Taiwan kept the benchmark interest rate unchanged for a seventh straight meeting as economic growth gathers pace on China’s recovery and inflation pressures recede.
The central bank held the discount rate on 10-day loans to banks at 1.875 percent, it said in a statement in Taipei today. The decision was predicted by all 20 economists in a Bloomberg News survey. The monetary authority has refrained from adjusting borrowing costs since raising the benchmark in June 2011.
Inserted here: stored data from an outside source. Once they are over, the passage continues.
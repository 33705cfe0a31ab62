//! CLI type definitions
//!
//! Flags mirror the long-standing `start_phylobayes` options so existing
//! sbatch scripts keep working; everything else comes from `--config` or
//! `PBGOV_*` variables.

use std::path::PathBuf;

use clap::{Parser, ValueEnum};

use crate::domain::models::{ExecutionStrategy, LogFormat, RestartPolicy};
use crate::infrastructure::config::ConfigLoader;

#[derive(Parser, Debug)]
#[command(name = "pbgovernor")]
#[command(
    about = "Starts two or more Phylobayes chains (stand-alone, with mpirun or with srun) and stops them once they converge"
)]
#[command(version)]
pub struct Cli {
    /// Path to the alignment; its stem is the base of the output names
    #[arg(short, long)]
    pub input: Option<PathBuf>,

    /// Phylobayes arguments, e.g. --pb-args="-cat -gtr" (part of the output names)
    #[arg(long, allow_hyphen_values = true)]
    pub pb_args: Option<String>,

    /// Number of chains to start
    #[arg(short, long)]
    pub chains: Option<usize>,

    /// Processes per chain; above 1 starts pb_mpi. Derived from SLURM_NTASKS under Slurm
    #[arg(short, long)]
    pub processes: Option<usize>,

    /// Largest bpcomp maxdiff accepted as converged
    #[arg(short = 'm', long)]
    pub max_diff_bpcomp: Option<f64>,

    /// Smallest tracecomp effective size accepted as converged
    #[arg(short = 'e', long)]
    pub effective_size_tracecomp: Option<f64>,

    /// Largest tracecomp relative difference accepted as converged
    #[arg(short = 'r', long)]
    pub relative_diff_tracecomp: Option<f64>,

    /// Sample count at which the chains are stopped regardless of convergence
    #[arg(short = 'x', long)]
    pub max_sample_size: Option<u64>,

    /// Sample count from which diagnostics run every poll
    #[arg(short = 'n', long)]
    pub min_sample_size: Option<u64>,

    /// Minimum seconds between polls
    #[arg(short = 'y', long)]
    pub sleep_range_min: Option<u64>,

    /// Maximum seconds between polls
    #[arg(short = 'z', long)]
    pub sleep_range_max: Option<u64>,

    /// YAML configuration file
    #[arg(long, env = "PBGOV_CONFIG")]
    pub config: Option<PathBuf>,

    /// How chains are launched
    #[arg(long, value_enum)]
    pub launcher: Option<LauncherArg>,

    /// Relaunch a chain that dies, resuming its output, up to N times
    #[arg(long, value_name = "N")]
    pub restart_on_failure: Option<u32>,

    /// Log level: trace, debug, info, warn, error
    #[arg(long)]
    pub log_level: Option<String>,

    /// Console log format
    #[arg(long, value_enum)]
    pub log_format: Option<LogFormatArg>,

    /// Also write JSON logs to this directory
    #[arg(long)]
    pub log_dir: Option<PathBuf>,

    /// Do not write the per-cycle status document
    #[arg(long)]
    pub no_status_file: bool,

    /// Seed for the poll interval jitter
    #[arg(long)]
    pub seed: Option<u64>,

    /// Output the run summary in JSON format
    #[arg(short, long)]
    pub json: bool,
}

#[derive(ValueEnum, Clone, Copy, Debug, PartialEq, Eq)]
pub enum LauncherArg {
    Auto,
    Direct,
    Mpirun,
    Srun,
}

impl From<LauncherArg> for ExecutionStrategy {
    fn from(arg: LauncherArg) -> Self {
        match arg {
            LauncherArg::Auto => Self::Auto,
            LauncherArg::Direct => Self::Direct,
            LauncherArg::Mpirun => Self::Mpirun,
            LauncherArg::Srun => Self::Srun,
        }
    }
}

#[derive(ValueEnum, Clone, Copy, Debug, PartialEq, Eq)]
pub enum LogFormatArg {
    Pretty,
    Json,
}

impl From<LogFormatArg> for LogFormat {
    fn from(arg: LogFormatArg) -> Self {
        match arg {
            LogFormatArg::Pretty => Self::Pretty,
            LogFormatArg::Json => Self::Json,
        }
    }
}

impl Cli {
    /// Config loader with the given flags as the highest-precedence layer.
    pub fn loader(&self) -> ConfigLoader {
        let mut loader = ConfigLoader::new();
        if let Some(path) = &self.config {
            loader = loader.with_file(path);
        }

        let loader = loader
            .set_opt("input", self.input.as_ref())
            .set_opt("sampler_args", self.pb_args.as_ref())
            .set_opt("chains", self.chains)
            .set_opt("processes", self.processes)
            .set_opt("thresholds.max_diff_bpcomp", self.max_diff_bpcomp)
            .set_opt("thresholds.effective_size_tracecomp", self.effective_size_tracecomp)
            .set_opt("thresholds.relative_diff_tracecomp", self.relative_diff_tracecomp)
            .set_opt("samples.max_sample_size", self.max_sample_size)
            .set_opt("samples.min_sample_size", self.min_sample_size)
            .set_opt("poll.sleep_min_secs", self.sleep_range_min)
            .set_opt("poll.sleep_max_secs", self.sleep_range_max)
            .set_opt("launcher.strategy", self.launcher.map(ExecutionStrategy::from))
            .set_opt(
                "restart",
                self.restart_on_failure
                    .map(|max_restarts| RestartPolicy::OnFailure { max_restarts }),
            )
            .set_opt("logging.level", self.log_level.as_ref())
            .set_opt("logging.format", self.log_format.map(LogFormat::from))
            .set_opt("logging.log_dir", self.log_dir.as_ref());

        if self.no_status_file {
            loader.set("status_file", false)
        } else {
            loader
        }
    }
}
Taiwan follows Asian nations including South Korea and Thailand in holding policy rates as data from China and the U.S. show the global economy is recovering. The island last month raised its estimates for exports and gross domestic product in 2013, and the central bank has said inflation will be more stable this year than in 2012.
“The economy is on track to a modest recovery and inflation pressures will remain tame,” Ma Tieying, a Singapore- based economist at DBS Group Holdings Ltd., said before the decision. “The central bank will probably keep the benchmark rate unchanged until the last quarter this year.”
The Taiwan dollar has lost almost 3 percent this year against the U.S. currency as the yen’s decline fanned concern the island’s central bank will influence the exchange rate to protect exporters. The monetary authority will maintain order in the foreign-exchange market if needed, Governor Perng Fai-Nan said earlier this year.
The island’s biggest companies, including Taiwan Semiconductor Manufacturing Co. and HTC Corp., compete with Japan’s Sony Corp. and South Korea’s Samsung Electronics Co. for global market share.